[Raw data Boundary: Start]

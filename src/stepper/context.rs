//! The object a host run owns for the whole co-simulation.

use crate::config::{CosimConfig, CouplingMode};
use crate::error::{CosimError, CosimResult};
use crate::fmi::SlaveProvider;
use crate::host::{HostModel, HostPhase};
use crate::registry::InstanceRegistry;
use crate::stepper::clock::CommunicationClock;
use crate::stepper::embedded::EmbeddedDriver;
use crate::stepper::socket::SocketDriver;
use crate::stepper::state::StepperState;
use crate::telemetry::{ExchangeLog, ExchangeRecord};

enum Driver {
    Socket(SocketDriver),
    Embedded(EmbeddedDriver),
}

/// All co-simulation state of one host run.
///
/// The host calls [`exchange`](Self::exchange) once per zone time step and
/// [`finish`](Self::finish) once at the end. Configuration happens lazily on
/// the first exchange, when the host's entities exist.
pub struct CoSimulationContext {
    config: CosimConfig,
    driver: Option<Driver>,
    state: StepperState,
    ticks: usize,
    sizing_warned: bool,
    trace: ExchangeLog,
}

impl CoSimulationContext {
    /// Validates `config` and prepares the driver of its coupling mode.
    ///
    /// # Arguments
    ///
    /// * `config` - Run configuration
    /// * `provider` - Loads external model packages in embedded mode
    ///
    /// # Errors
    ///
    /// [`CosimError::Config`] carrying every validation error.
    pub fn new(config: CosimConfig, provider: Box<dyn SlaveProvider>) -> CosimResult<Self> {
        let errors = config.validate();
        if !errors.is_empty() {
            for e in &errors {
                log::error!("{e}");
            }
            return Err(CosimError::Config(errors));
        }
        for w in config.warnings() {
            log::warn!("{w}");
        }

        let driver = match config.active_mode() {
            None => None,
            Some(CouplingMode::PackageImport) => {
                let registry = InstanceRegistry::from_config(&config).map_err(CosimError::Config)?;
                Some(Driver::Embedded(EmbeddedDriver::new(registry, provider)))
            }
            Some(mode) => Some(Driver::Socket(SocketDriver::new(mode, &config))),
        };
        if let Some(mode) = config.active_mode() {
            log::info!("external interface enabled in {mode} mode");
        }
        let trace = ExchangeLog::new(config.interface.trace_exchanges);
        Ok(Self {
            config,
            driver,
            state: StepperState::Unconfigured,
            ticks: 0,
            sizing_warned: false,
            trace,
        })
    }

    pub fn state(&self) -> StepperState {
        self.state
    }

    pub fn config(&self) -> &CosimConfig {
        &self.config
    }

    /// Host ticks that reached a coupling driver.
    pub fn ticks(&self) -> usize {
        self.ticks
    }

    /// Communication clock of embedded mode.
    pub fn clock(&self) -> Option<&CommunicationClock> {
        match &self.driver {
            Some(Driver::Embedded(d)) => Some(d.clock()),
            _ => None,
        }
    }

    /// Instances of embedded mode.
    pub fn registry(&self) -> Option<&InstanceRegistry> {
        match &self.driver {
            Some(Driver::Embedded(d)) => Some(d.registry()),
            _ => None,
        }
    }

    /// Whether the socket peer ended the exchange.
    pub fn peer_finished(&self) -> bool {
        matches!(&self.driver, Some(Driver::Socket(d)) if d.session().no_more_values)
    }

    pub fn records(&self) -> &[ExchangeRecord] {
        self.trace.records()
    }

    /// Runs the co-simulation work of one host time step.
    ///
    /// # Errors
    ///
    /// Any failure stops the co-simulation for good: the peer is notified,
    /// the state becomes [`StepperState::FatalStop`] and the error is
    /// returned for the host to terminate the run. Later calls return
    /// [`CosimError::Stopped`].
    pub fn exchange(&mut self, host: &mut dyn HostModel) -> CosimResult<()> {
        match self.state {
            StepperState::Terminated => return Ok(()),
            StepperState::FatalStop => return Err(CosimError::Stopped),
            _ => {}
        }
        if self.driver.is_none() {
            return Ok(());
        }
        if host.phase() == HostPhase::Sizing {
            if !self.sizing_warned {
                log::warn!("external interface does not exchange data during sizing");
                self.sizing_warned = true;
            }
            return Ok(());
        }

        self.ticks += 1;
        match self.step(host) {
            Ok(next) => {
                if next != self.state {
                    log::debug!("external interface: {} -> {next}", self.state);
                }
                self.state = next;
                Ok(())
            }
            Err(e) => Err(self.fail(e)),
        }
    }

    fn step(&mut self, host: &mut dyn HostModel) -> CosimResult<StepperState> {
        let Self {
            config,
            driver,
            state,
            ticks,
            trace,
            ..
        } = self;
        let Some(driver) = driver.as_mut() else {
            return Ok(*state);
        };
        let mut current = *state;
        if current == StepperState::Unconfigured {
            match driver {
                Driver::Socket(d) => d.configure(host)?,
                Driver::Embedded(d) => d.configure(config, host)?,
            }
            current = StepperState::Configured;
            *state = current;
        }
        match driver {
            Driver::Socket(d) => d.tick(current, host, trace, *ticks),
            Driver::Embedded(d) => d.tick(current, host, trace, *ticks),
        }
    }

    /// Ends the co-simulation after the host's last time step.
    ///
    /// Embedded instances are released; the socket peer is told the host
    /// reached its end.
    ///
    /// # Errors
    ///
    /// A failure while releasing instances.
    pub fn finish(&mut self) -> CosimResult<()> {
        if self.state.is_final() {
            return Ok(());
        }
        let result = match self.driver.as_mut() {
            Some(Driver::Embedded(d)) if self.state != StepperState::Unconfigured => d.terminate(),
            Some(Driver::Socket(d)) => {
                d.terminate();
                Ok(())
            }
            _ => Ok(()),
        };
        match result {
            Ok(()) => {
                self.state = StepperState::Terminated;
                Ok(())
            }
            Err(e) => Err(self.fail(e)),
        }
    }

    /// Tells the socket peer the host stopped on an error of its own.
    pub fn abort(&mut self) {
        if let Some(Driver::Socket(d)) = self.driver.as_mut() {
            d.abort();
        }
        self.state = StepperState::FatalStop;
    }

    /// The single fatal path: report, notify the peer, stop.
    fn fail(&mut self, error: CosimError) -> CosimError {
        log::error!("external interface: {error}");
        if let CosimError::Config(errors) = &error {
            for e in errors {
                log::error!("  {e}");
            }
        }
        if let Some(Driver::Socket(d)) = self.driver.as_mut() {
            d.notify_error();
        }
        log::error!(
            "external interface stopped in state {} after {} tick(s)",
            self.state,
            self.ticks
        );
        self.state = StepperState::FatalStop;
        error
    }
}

[Raw data Boundary: End]

Write out exactly the lines that fall from the line with "pub fn records(&self)" to the line with "Any failure stops" in the records above, keeping both ends.

* _Answer space_
    pub fn records(&self) -> &[ExchangeRecord] {
        self.trace.records()
    }

    /// Runs the co-simulation work of one host time step.
    ///
    /// # Errors
    ///
    /// Any failure stops the co-simulation for good: the peer is notified,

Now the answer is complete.